DISQUS

Eddie Awad’s Blog: The Lazy Developer’s Way to Populate a Surrogate Key

  • Rob van Wijk · 1 year ago
    You could argue that it should be impossible to bypass the api, by not granting privileges on the table to the users, only the execute privilege on the api. And to be really sure you can even revoke the create session privilege of the owner schema.

    This way, you can ensure that the sequence is used every time. Plus you get the added bonus of not having to use a database trigger. I've tested it as being 25-30% faster than using a database trigger.

    Just my two cents.

    Regards,
    Rob.
  • Mathias Magnusson · 1 year ago
    Isn't this an approach of rather than educating developers just accepting that they will cause you problems and solving that by making sure they have no way to assign the value.

    I'm sure the developer would have wasted a few hours on figuring out why the keys used was +1 relative to the value he/she had provided. The only use of triggers I've found that is usable has been to work around software bugs while the software is bing fixed.

    Triggers is one feature I've never liked. It hides things, and further slows things down. In this case, what happens the day you need to delete and reinsert the row? The key will change. It may not be likely that you would need to do a delete+insert, but it could happen.
  • Eddie Awad · 1 year ago
    @Rob: Yes, I agree, it should be impossible to bypass the api.

    @Mathias: Yes, developers should be educated, but also rules, standards and security should be enforced. I have wasted time figuring out what the reason was behind the ORA-00001, where it could have been avoided by simply having a trigger or enforcing security as Rob suggested or both. I do not like triggers either as I stated in the post above.
  • Brian Tkatch · 1 year ago
    "In general, I do not like database triggers, they hide your logic and make it difficult to debug. But, in this case, I believe that using a database trigger to populate a primary key with a sequence value - or any unique value for that matter - is the right thing to do."

    Eddie, i agree with you here, perfectly!

    My "excuse" for allowing TRIGGERs is:

    I like TRIGGERs for DB maintenance.

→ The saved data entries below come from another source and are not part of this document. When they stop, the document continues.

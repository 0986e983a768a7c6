//! Color palettes for the ANSI encodings.

use owo_colors::{AnsiColors, DynColors, Rgb, Style, XtermColors};

/// A terminal color, in one of the addressing schemes ANSI terminals support.
#[derive(Debug, Clone, Copy, PartialEq, Eq)]
pub enum Tone {
    /// One of the basic or aixterm bright colors, or the terminal default
    Ansi(AnsiColors),
    /// An index into the xterm 256-color table
    Xterm(u8),
    /// A 24-bit color
    Rgb(Rgb),
}

impl Tone {
    /// The terminal's default color.
    pub const DEFAULT: Self = Self::Ansi(AnsiColors::Default);

    fn dyn_color(self) -> DynColors {
        match self {
            Tone::Ansi(color) => DynColors::Ansi(color),
            Tone::Xterm(index) => DynColors::Xterm(XtermColors::from(index)),
            Tone::Rgb(Rgb(r, g, b)) => DynColors::Rgb(r, g, b),
        }
    }
}

/// Foreground, background and weight of one kind of span.
#[derive(Debug, Clone, Copy, PartialEq, Eq)]
pub struct Paint {
    /// Text color
    pub foreground: Tone,
    /// Cell color
    pub background: Tone,
    /// Whether the text is bold
    pub bold: bool,
}

impl Paint {
    /// The terminal's default colors.
    pub const DEFAULT: Self = Self::new(Tone::DEFAULT, Tone::DEFAULT);

    /// A non-bold paint.
    pub const fn new(foreground: Tone, background: Tone) -> Self {
        Self {
            foreground,
            background,
            bold: false,
        }
    }

    /// The same paint, in bold.
    pub const fn bold(mut self) -> Self {
        self.bold = true;
        self
    }

    /// The paint as an `owo-colors` style.
    pub fn style(&self) -> Style {
        let style = Style::new()
            .color(self.foreground.dyn_color())
            .on_color(self.background.dyn_color());
        if self.bold { style.bold() } else { style }
    }
}

/// The role a span plays in a rendered line.
#[derive(Debug, Clone, Copy, PartialEq, Eq, Hash)]
pub enum SpanRole {
    /// Text present on both sides
    Equal,
    /// Text only in the expected value
    Insert,
    /// Text only in the actual value
    Delete,
    /// Filler standing in for the other side's text
    Padding,
}

/// The colors a color writer uses for each [`SpanRole`].
#[derive(Debug, Clone, PartialEq, Eq)]
pub struct Palette {
    /// Color of unchanged text
    pub equal: Paint,
    /// Color of inserted text
    pub insert: Paint,
    /// Color of deleted text
    pub delete: Paint,
    /// Color of padding
    pub padding: Paint,
}

const fn ansi(color: AnsiColors) -> Tone {
    Tone::Ansi(color)
}

impl Palette {
    /// Eight basic colors.
    pub const XTERM_8_COLOR: Self = Self {
        equal: Paint::DEFAULT,
        insert: Paint::new(ansi(AnsiColors::Black), ansi(AnsiColors::Green)),
        delete: Paint::new(ansi(AnsiColors::Black), ansi(AnsiColors::Red)),
        padding: Paint::new(ansi(AnsiColors::Black), ansi(AnsiColors::White)),
    };

    /// Bright aixterm backgrounds with bold edits.
    pub const XTERM_16_COLOR: Self = Self {
        equal: Paint::DEFAULT,
        insert: Paint::new(ansi(AnsiColors::Black), ansi(AnsiColors::BrightGreen)).bold(),
        delete: Paint::new(ansi(AnsiColors::Black), ansi(AnsiColors::BrightRed)).bold(),
        padding: Paint::new(ansi(AnsiColors::BrightBlack), ansi(AnsiColors::BrightWhite)),
    };

    /// The xterm 256-color table.
    pub const XTERM_256_COLOR: Self = Self {
        equal: Paint::DEFAULT,
        insert: Paint::new(Tone::Xterm(231), Tone::Xterm(28)),
        delete: Paint::new(Tone::Xterm(231), Tone::Xterm(124)),
        padding: Paint::new(Tone::Xterm(244), Tone::Xterm(236)),
    };

    /// 24-bit colors.
    pub const RGB_888_COLOR: Self = Self {
        equal: Paint::DEFAULT,
        insert: Paint::new(Tone::Rgb(Rgb(255, 255, 255)), Tone::Rgb(Rgb(40, 130, 40))),
        delete: Paint::new(Tone::Rgb(Rgb(255, 255, 255)), Tone::Rgb(Rgb(170, 40, 40))),
        padding: Paint::new(Tone::Rgb(Rgb(140, 140, 140)), Tone::Rgb(Rgb(60, 60, 60))),
    };

    /// The paint for a span role.
    pub const fn paint(&self, role: SpanRole) -> Paint {
        match role {
            SpanRole::Equal => self.equal,
            SpanRole::Insert => self.insert,
            SpanRole::Delete => self.delete,
            SpanRole::Padding => self.padding,
        }
    }
}
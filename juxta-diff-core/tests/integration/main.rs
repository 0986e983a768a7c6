mod writers;

use juxta_diff_core::DiffResult;

/// Lays a plain-text result out row by row, with `|` marking the end of each
/// row so trailing padding stays visible.
pub fn layout(result: &DiffResult) -> String {
    let mut rows = Vec::new();
    for i in 0..result.line_count() {
        rows.push(format!("actual  : {}|", result.actual_lines()[i]));
        if let Some(markers) = result.marker_lines() {
            rows.push(format!("diff    : {}|", markers[i]));
        }
        rows.push(format!("expected: {}|", result.expected_lines()[i]));
    }
    rows.join("\n")
}
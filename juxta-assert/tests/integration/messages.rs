use insta::assert_snapshot;
use juxta_assert::{
    ContextConfig, FailureMessage, TerminalEncoding, Value, compare_values,
};
use juxta_testhelpers::{test, visible_escapes};

use crate::framed;

#[test]
fn list_message_with_legend() {
    let message = compare_values(
        "actual",
        &Value::list_of([1, 2, 3, 4, 5]),
        "must be equal to",
        None,
        &Value::list_of([1, 2, 9, 4, 5]),
        &ContextConfig::new(),
    )
    .unwrap();
    assert_snapshot!(framed(&message.to_string()), @r#"
    "actual" had an unexpected value.|
    |
    actual[0]  : 1\0|
    expected[0]: 1\0|
    |
    [...]|
    |
    actual[2]  : 3 \0|
    diff       : -+  |
    expected[2]:  9\0|
    |
    [...]|
    |
    actual[4]  : 5\0|
    expected[4]: 5\0|
    |
    Legend|
    ------|
    +           : Add this character to the value|
    -           : Remove this character from the value|
    [index]     : Refers to the index of a collection element|
    @line-number: Refers to the line number of a multiline string|
    "#);
}

#[test]
fn timestamp_message() {
    let message = compare_values(
        "actual",
        &Value::of("2017-05-13T17:55:01"),
        "must be equal to",
        Some("deadline"),
        &Value::of("2017-05-13T17:56:03"),
        &ContextConfig::new().allow_legend(false),
    )
    .unwrap();
    assert_snapshot!(framed(&message.to_string()), @r#"
    "actual" had an unexpected value.|
    |
    actual  : "2017-05-13T17:55  :01"   \0|
    diff    :                --++ ---+++  |
    deadline: "2017-05-13T17:  56:   03"\0|
    "#);
}

#[test]
fn short_values_are_stated_in_the_headline() {
    let message = compare_values(
        "actual",
        &Value::of("int[6]"),
        "must be equal to",
        None,
        &Value::of("int[5]"),
        &ContextConfig::new(),
    )
    .unwrap();
    assert_snapshot!(message.to_string(), @r#"
    "actual" must be equal to "int[5]".
    actual: "int[6]"
    "#);
}

#[test]
fn disabled_diff_states_long_values_inline() {
    let message = compare_values(
        "user.name",
        &Value::of("Ada Lovelace"),
        "must be equal to",
        Some("expected"),
        &Value::of("Ada King"),
        &ContextConfig::new().allow_diff(false),
    )
    .unwrap();
    assert_snapshot!(message.to_string(), @r#"
    user.name must be equal to "expected".
    user.name: "Ada Lovelace"
    expected : "Ada King"
    "#);
}

#[test]
fn context_rows_precede_the_diff() {
    let message = FailureMessage::new("\"config\" is invalid.", &ContextConfig::new())
        .unwrap()
        .with_context("path", &Value::of("/etc/app.toml"))
        .unwrap()
        .add_diff(
            "actual",
            Some(&Value::of(true)),
            "expected",
            Some(&Value::of(false)),
        )
        .unwrap();
    assert_snapshot!(message.to_string(), @r#"
    "config" is invalid.
    path    : "/etc/app.toml"

    actual  : true
    expected: false
    "#);
}

#[test]
fn colored_messages_skip_markers_and_legend() {
    let message = compare_values(
        "actual",
        &Value::of("first value"),
        "must be equal to",
        None,
        &Value::of("second value"),
        &ContextConfig::new().encoding(TerminalEncoding::Xterm8Color),
    )
    .unwrap();
    let text = visible_escapes(&message.to_string());
    assert!(text.contains("␛["));
    assert!(!text.contains("diff"));
    assert!(!text.contains("Legend"));
}
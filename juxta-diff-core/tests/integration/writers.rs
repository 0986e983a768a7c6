use insta::assert_snapshot;
use juxta_diff_core::{DiffError, DiffWriter, EOS_MARKER, LineWriter, Palette, WriterStyle};
use juxta_testhelpers::{test, visible_escapes};

use crate::layout;

#[test]
fn wide_replacement_across_lines() {
    let mut writer = LineWriter::new(WriterStyle::Plain);
    writer.keep("name: ");
    writer.delete("漢字");
    writer.insert("kanji");
    writer.keep("\nok");
    writer.keep(EOS_MARKER);

    assert_snapshot!(layout(&writer.finish()), @r"
    actual  : name: 漢字     \n|
    diff    :       ----+++++  |
    expected: name:     kanji\n|
    actual  : ok\0|
    diff    :     |
    expected: ok\0|
    ");
}

#[test]
fn eight_color_spans() {
    let mut writer = LineWriter::new(WriterStyle::Ansi(&Palette::XTERM_8_COLOR));
    writer.keep("a");
    writer.delete("b");
    writer.keep(EOS_MARKER);
    let result = writer.finish();

    assert_snapshot!(
        visible_escapes(&result.actual_lines()[0]),
        @r"␛[39;49ma␛[0m␛[30;41mb␛[0m␛[39;49m\0␛[0m"
    );
    assert_snapshot!(
        visible_escapes(&result.expected_lines()[0]),
        @r"␛[39;49ma␛[0m␛[30;47m/␛[0m␛[39;49m\0␛[0m"
    );
}

#[test]
fn diff_writer_closes_once() {
    let mut writer = DiffWriter::new(WriterStyle::Plain);
    assert_eq!(writer.actual_lines(), Err(DiffError::WriterOpen));
    writer.keep("same").unwrap();
    writer.insert("\u{200b}").unwrap();
    writer.close().unwrap();

    assert!(writer.is_closed());
    assert_eq!(writer.insert("x"), Err(DiffError::WriterClosed));
    assert_eq!(writer.marker_lines().unwrap().unwrap(), &["    +"]);
    assert_eq!(writer.actual_lines().unwrap(), &["same "]);
}

#[test]
fn colored_padding_is_blank() {
    let mut writer = LineWriter::new(WriterStyle::Ansi(&Palette::XTERM_16_COLOR));
    writer.insert("ab\n");
    writer.keep("c");
    let result = writer.finish();

    assert!(result.actual_lines()[0].contains('\x1b'));
    assert!(result.is_blank(&result.actual_lines()[0]));
    assert!(!result.is_blank(&result.expected_lines()[0]));
    assert!(!result.is_blank(&result.actual_lines()[1]));
}
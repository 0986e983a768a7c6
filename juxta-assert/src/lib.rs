#![warn(missing_docs)]
#![forbid(unsafe_code)]
//! Failure messages that show where an actual value departs from the
//! expected one.
//!
//! Values are wrapped in [`Value`], rendered through [`StringMappers`] and
//! compared with [`juxta_diff`]. [`build_context`] produces the name/value
//! sections of a comparison; [`FailureMessage`] and [`compare_values`]
//! assemble them under a headline.
//!
//! ```
//! use juxta_assert::{ContextConfig, Value, compare_values};
//!
//! let message = compare_values(
//!     "greeting",
//!     &Value::of("Hello, world"),
//!     "must be equal to",
//!     None,
//!     &Value::of("Hello, World"),
//!     &ContextConfig::new().allow_legend(false),
//! )?;
//! let text = message.to_string();
//! assert!(text.starts_with("\"greeting\" had an unexpected value.\n\n"));
//! assert!(text.contains("diff    :"));
//! # Ok::<(), juxta_assert::ContextError>(())
//! ```

#[macro_use]
mod tracing_macros;

mod config;
mod context;
mod error;
mod mappers;
mod message;
mod section;
mod value;

pub use config::ContextConfig;
pub use context::{DIFF_LEGEND, build_context};
pub use error::ContextError;
pub use mappers::{StringMappers, quote};
pub use message::{FailureMessage, MINIMUM_LENGTH_FOR_DIFF, compare_values, quote_name};
pub use section::{MessageSection, render_sections};
pub use value::{Inspect, Value};

pub use juxta_diff::{SimplifyOptions, TerminalEncoding};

For example, if a history is maintained, a change-log, or the like, items that are in a sense part of the DB model, i believe the DB should do it. Hmm.. it isn't so cut and dry, i guess i need to work on a more specific rule.

    Either way, in this case, the PK has no intrinsic value, and is just being used to have a good way to uniquely refer to the record.

    I have made a recent change in my policy, however, to allow overrides. In the TRIGGER i started to as WHEN (Old.Id IS NULL). This way, the TRIGGER is helpful, but doesn't overwrite what the developer wants to do.
  • John Flack · 1 year ago
    Of course, Brian's innovation re-opens you to the problem you were trying to solve by writing the trigger. We have triggers like Brian's, but we have a procedure to re-set the sequence to one higher than the maximum PK. We run it any time we insert rows with developer specified PKs - this is mostly when we do an import from data that already has PKs that we want preserved because we are also going to insert rows into a table with an FK that references the PK.

    As for triggers - I have a different opinion from Eddie - I LIKE to hide logic in triggers. That way developers can screw up their applications, but they CAN'T screw up the database. And it isn't really hidden - SQL Developer or TOAD shows you what triggers are there. I comment the heck out of them so you know WHY they are there.
  • Eddie Awad · 1 year ago
    @Brian: You could have also added IF :NEW.ID IS NOT NULL in the trigger body, but in any case, this would have defeated the purpose of enforcing the use of a sequence.

    @John:
    > but we have a procedure to re-set the sequence to one higher than the maximum PK
    That's what I did to fix the problem.
    > And it isn’t really hidden
    Right, if you know what tables have them and what events will trigger them.
  • Brian Tkatch · 1 year ago
    @Eddie

    I understand your point. Personally, i don't like to force the developers to do one way or another, unless it is a question of breaking data integrity.

    IMHO, developers make up their own numbers because it is not done for them. However, if a TRIGGER automagically pops the SEQUENCE for them, they won't bother, unless they need to test a specific case.

    Also, there may be the situation where a TRIGGER is preffered, but now and then needs to be overrided because a query will not allow the use of a RETURNING clause. In which case, the SEQUENCE needs to be popped manually and the TRIGGER overridden.

    As for the IF, i thought WHEN is faster as it is evaulated before the TRIGGER is executed.

    @John

    I agree with Eddie on most TRIGGERs. It is a real pain trying to figure out who fired what and when.

    An then when people *rely* on the TRIGGERs, but some TRIGGERs have not been updated with the new rules, and so on, figuring out the logic (which may include firing order) is more trouble than its worth.

    If you want to control what developers can do to the DB, remove access to the TABLEs, and use PROCEDUREs instead to implement the approved methods. Using TRIGGERs is more of a way to cleanup, not prevent.